=== EXERCISE GOAL ===
Would you please restate every record exactly as written?

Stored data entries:
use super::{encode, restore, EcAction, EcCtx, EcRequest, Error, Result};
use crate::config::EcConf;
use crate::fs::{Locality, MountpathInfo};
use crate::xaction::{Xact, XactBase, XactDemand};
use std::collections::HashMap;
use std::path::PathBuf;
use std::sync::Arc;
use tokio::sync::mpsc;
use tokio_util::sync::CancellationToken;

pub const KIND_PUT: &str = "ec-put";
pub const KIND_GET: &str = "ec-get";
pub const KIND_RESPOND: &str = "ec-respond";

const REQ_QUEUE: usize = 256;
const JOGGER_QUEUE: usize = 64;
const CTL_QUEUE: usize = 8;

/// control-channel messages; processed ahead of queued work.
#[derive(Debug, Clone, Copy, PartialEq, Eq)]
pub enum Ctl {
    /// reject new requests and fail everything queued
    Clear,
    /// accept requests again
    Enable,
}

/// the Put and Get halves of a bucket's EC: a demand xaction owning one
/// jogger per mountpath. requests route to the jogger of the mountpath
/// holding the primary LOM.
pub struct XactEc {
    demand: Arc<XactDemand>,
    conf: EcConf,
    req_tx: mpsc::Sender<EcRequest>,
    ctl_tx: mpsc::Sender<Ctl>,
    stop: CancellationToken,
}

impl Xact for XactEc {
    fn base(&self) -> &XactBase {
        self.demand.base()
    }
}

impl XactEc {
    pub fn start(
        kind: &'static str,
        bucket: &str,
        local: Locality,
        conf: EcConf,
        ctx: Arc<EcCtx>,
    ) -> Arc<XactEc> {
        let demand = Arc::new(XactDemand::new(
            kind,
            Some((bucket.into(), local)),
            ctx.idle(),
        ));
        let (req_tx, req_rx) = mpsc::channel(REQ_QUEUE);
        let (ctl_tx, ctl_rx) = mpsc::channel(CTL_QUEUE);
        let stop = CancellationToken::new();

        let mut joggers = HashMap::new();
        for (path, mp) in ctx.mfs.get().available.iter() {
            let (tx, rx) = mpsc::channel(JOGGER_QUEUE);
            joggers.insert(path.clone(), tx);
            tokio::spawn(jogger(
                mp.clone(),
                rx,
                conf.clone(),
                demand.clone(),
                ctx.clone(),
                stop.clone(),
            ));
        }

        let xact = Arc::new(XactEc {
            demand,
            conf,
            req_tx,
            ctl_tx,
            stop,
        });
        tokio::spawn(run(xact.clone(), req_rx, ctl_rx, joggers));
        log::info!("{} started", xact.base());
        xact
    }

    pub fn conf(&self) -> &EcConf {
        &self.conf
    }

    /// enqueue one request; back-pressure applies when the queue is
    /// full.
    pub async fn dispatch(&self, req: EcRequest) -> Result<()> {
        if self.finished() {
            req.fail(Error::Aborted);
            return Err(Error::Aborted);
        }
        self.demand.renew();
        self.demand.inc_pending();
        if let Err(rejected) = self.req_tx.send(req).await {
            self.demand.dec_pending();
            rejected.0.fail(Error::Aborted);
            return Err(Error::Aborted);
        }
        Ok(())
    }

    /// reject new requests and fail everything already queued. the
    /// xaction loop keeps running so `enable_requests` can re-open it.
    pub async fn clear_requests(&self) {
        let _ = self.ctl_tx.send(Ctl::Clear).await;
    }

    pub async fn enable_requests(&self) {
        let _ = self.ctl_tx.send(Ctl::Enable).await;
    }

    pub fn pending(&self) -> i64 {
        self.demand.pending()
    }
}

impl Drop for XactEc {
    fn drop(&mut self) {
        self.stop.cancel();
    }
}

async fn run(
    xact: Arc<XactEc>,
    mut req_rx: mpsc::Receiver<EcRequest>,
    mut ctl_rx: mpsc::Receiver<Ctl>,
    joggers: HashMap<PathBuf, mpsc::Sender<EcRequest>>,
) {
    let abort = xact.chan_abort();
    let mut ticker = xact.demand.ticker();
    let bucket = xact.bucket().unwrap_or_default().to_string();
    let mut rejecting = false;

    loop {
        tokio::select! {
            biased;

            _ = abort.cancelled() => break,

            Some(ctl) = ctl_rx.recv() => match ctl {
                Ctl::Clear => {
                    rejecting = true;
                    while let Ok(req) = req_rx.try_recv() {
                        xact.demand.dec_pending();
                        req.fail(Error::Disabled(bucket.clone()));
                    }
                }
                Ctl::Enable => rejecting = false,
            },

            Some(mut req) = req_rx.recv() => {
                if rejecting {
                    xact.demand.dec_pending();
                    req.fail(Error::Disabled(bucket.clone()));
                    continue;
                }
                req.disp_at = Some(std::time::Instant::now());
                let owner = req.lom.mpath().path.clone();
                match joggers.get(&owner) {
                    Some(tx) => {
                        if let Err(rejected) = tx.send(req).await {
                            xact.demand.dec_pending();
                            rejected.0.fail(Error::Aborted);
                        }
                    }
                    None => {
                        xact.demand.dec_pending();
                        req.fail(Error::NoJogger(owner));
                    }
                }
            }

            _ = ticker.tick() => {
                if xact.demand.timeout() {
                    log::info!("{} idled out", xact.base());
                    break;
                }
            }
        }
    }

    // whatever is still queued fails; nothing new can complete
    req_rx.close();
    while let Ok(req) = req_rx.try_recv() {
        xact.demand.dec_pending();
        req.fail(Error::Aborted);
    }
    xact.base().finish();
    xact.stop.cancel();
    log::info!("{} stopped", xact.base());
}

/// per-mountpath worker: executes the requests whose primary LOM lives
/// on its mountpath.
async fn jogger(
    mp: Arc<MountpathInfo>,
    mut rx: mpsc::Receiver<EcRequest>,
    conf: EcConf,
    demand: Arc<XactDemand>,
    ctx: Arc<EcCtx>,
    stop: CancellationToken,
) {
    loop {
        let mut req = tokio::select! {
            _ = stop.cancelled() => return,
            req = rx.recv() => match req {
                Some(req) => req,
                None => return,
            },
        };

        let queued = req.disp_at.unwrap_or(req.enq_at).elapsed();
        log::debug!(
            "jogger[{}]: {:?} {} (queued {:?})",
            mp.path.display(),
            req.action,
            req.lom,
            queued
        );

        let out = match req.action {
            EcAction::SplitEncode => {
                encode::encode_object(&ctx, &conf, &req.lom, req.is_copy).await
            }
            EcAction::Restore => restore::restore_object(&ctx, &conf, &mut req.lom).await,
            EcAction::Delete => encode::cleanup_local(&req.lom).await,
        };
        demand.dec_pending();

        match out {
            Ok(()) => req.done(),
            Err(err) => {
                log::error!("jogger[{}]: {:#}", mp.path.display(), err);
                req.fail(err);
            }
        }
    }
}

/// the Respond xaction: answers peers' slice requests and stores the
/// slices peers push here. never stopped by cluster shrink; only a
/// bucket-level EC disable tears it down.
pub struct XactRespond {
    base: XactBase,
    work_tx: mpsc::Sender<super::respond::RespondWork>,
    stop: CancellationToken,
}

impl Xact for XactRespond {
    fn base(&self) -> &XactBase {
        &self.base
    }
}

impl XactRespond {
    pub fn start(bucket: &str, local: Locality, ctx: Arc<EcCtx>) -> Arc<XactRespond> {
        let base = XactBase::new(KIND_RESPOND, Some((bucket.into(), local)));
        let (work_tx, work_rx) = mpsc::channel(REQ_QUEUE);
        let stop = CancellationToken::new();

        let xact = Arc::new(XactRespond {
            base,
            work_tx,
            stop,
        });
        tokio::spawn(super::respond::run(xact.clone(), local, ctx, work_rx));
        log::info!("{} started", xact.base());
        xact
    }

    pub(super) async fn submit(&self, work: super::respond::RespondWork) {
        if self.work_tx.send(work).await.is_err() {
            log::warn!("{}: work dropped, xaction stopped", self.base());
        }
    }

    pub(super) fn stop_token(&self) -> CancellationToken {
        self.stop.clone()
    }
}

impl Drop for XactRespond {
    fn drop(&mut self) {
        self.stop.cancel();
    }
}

=== RESULT OF THE TASK ===
use super::{encode, restore, EcAction, EcCtx, EcRequest, Error, Result};
use crate::config::EcConf;
use crate::fs::{Locality, MountpathInfo};
use crate::xaction::{Xact, XactBase, XactDemand};
use std::collections::HashMap;
use std::path::PathBuf;
use std::sync::Arc;
use tokio::sync::mpsc;
use tokio_util::sync::CancellationToken;

pub const KIND_PUT: &str = "ec-put";
pub const KIND_GET: &str = "ec-get";
pub const KIND_RESPOND: &str = "ec-respond";

const REQ_QUEUE: usize = 256;
const JOGGER_QUEUE: usize = 64;
const CTL_QUEUE: usize = 8;

/// control-channel messages; processed ahead of queued work.
#[derive(Debug, Clone, Copy, PartialEq, Eq)]
pub enum Ctl {
    /// reject new requests and fail everything queued
    Clear,
    /// accept requests again
    Enable,
}

/// the Put and Get halves of a bucket's EC: a demand xaction owning one
/// jogger per mountpath. requests route to the jogger of the mountpath
/// holding the primary LOM.
pub struct XactEc {
    demand: Arc<XactDemand>,
    conf: EcConf,
    req_tx: mpsc::Sender<EcRequest>,
    ctl_tx: mpsc::Sender<Ctl>,
    stop: CancellationToken,
}

impl Xact for XactEc {
    fn base(&self) -> &XactBase {
        self.demand.base()
    }
}

impl XactEc {
    pub fn start(
        kind: &'static str,
        bucket: &str,
        local: Locality,
        conf: EcConf,
        ctx: Arc<EcCtx>,
    ) -> Arc<XactEc> {
        let demand = Arc::new(XactDemand::new(
            kind,
            Some((bucket.into(), local)),
            ctx.idle(),
        ));
        let (req_tx, req_rx) = mpsc::channel(REQ_QUEUE);
        let (ctl_tx, ctl_rx) = mpsc::channel(CTL_QUEUE);
        let stop = CancellationToken::new();

        let mut joggers = HashMap::new();
        for (path, mp) in ctx.mfs.get().available.iter() {
            let (tx, rx) = mpsc::channel(JOGGER_QUEUE);
            joggers.insert(path.clone(), tx);
            tokio::spawn(jogger(
                mp.clone(),
                rx,
                conf.clone(),
                demand.clone(),
                ctx.clone(),
                stop.clone(),
            ));
        }

        let xact = Arc::new(XactEc {
            demand,
            conf,
            req_tx,
            ctl_tx,
            stop,
        });
        tokio::spawn(run(xact.clone(), req_rx, ctl_rx, joggers));
        log::info!("{} started", xact.base());
        xact
    }

    pub fn conf(&self) -> &EcConf {
        &self.conf
    }

    /// enqueue one request; back-pressure applies when the queue is
    /// full.
    pub async fn dispatch(&self, req: EcRequest) -> Result<()> {
        if self.finished() {
            req.fail(Error::Aborted);
            return Err(Error::Aborted);
        }
        self.demand.renew();
        self.demand.inc_pending();
        if let Err(rejected) = self.req_tx.send(req).await {
            self.demand.dec_pending();
            rejected.0.fail(Error::Aborted);
            return Err(Error::Aborted);
        }
        Ok(())
    }

    /// reject new requests and fail everything already queued. the
    /// xaction loop keeps running so `enable_requests` can re-open it.
    pub async fn clear_requests(&self) {
        let _ = self.ctl_tx.send(Ctl::Clear).await;
    }

    pub async fn enable_requests(&self) {
        let _ = self.ctl_tx.send(Ctl::Enable).await;
    }

    pub fn pending(&self) -> i64 {
        self.demand.pending()
    }
}

impl Drop for XactEc {
    fn drop(&mut self) {
        self.stop.cancel();
    }
}

async fn run(
    xact: Arc<XactEc>,
    mut req_rx: mpsc::Receiver<EcRequest>,
    mut ctl_rx: mpsc::Receiver<Ctl>,
    joggers: HashMap<PathBuf, mpsc::Sender<EcRequest>>,
) {
    let abort = xact.chan_abort();
    let mut ticker = xact.demand.ticker();
    let bucket = xact.bucket().unwrap_or_default().to_string();
    let mut rejecting = false;

    loop {
        tokio::select! {
            biased;

            _ = abort.cancelled() => break,

            Some(ctl) = ctl_rx.recv() => match ctl {
                Ctl::Clear => {
                    rejecting = true;
                    while let Ok(req) = req_rx.try_recv() {
                        xact.demand.dec_pending();
                        req.fail(Error::Disabled(bucket.clone()));
                    }
                }
                Ctl::Enable => rejecting = false,
            },

            Some(mut req) = req_rx.recv() => {
                if rejecting {
                    xact.demand.dec_pending();
                    req.fail(Error::Disabled(bucket.clone()));
                    continue;
                }
                req.disp_at = Some(std::time::Instant::now());
                let owner = req.lom.mpath().path.clone();
                match joggers.get(&owner) {
                    Some(tx) => {
                        if let Err(rejected) = tx.send(req).await {
                            xact.demand.dec_pending();
                            rejected.0.fail(Error::Aborted);
                        }
                    }
                    None => {
                        xact.demand.dec_pending();
                        req.fail(Error::NoJogger(owner));
                    }
                }
            }

            _ = ticker.tick() => {
                if xact.demand.timeout() {
                    log::info!("{} idled out", xact.base());
                    break;
                }
            }
        }
    }

    // whatever is still queued fails; nothing new can complete
    req_rx.close();
    while let Ok(req) = req_rx.try_recv() {
        xact.demand.dec_pending();
        req.fail(Error::Aborted);
    }
    xact.base().finish();
    xact.stop.cancel();
    log::info!("{} stopped", xact.base());
}

/// per-mountpath worker: executes the requests whose primary LOM lives
/// on its mountpath.
async fn jogger(
    mp: Arc<MountpathInfo>,
    mut rx: mpsc::Receiver<EcRequest>,
    conf: EcConf,
    demand: Arc<XactDemand>,
    ctx: Arc<EcCtx>,
    stop: CancellationToken,
) {
    loop {
        let mut req = tokio::select! {
            _ = stop.cancelled() => return,
            req = rx.recv() => match req {
                Some(req) => req,
                None => return,
            },
        };

        let queued = req.disp_at.unwrap_or(req.enq_at).elapsed();
        log::debug!(
            "jogger[{}]: {:?} {} (queued {:?})",
            mp.path.display(),
            req.action,
            req.lom,
            queued
        );

        let out = match req.action {
            EcAction::SplitEncode => {
                encode::encode_object(&ctx, &conf, &req.lom, req.is_copy).await
            }
            EcAction::Restore => restore::restore_object(&ctx, &conf, &mut req.lom).await,
            EcAction::Delete => encode::cleanup_local(&req.lom).await,
        };
        demand.dec_pending();

        match out {
            Ok(()) => req.done(),
            Err(err) => {
                log::error!("jogger[{}]: {:#}", mp.path.display(), err);
                req.fail(err);
            }
        }
    }
}

/// the Respond xaction: answers peers' slice requests and stores the
/// slices peers push here. never stopped by cluster shrink; only a
/// bucket-level EC disable tears it down.
pub struct XactRespond {
    base: XactBase,
    work_tx: mpsc::Sender<super::respond::RespondWork>,
    stop: CancellationToken,
}

impl Xact for XactRespond {
    fn base(&self) -> &XactBase {
        &self.base
    }
}

impl XactRespond {
    pub fn start(bucket: &str, local: Locality, ctx: Arc<EcCtx>) -> Arc<XactRespond> {
        let base = XactBase::new(KIND_RESPOND, Some((bucket.into(), local)));
        let (work_tx, work_rx) = mpsc::channel(REQ_QUEUE);
        let stop = CancellationToken::new();

        let xact = Arc::new(XactRespond {
            base,
            work_tx,
            stop,
        });
        tokio::spawn(super::respond::run(xact.clone(), local, ctx, work_rx));
        log::info!("{} started", xact.base());
        xact
    }

    pub(super) async fn submit(&self, work: super::respond::RespondWork) {
        if self.work_tx.send(work).await.is_err() {
            log::warn!("{}: work dropped, xaction stopped", self.base());
        }
    }

    pub(super) fn stop_token(&self) -> CancellationToken {
        self.stop.clone()
    }
}

impl Drop for XactRespond {
    fn drop(&mut self) {
        self.stop.cancel();
    }
}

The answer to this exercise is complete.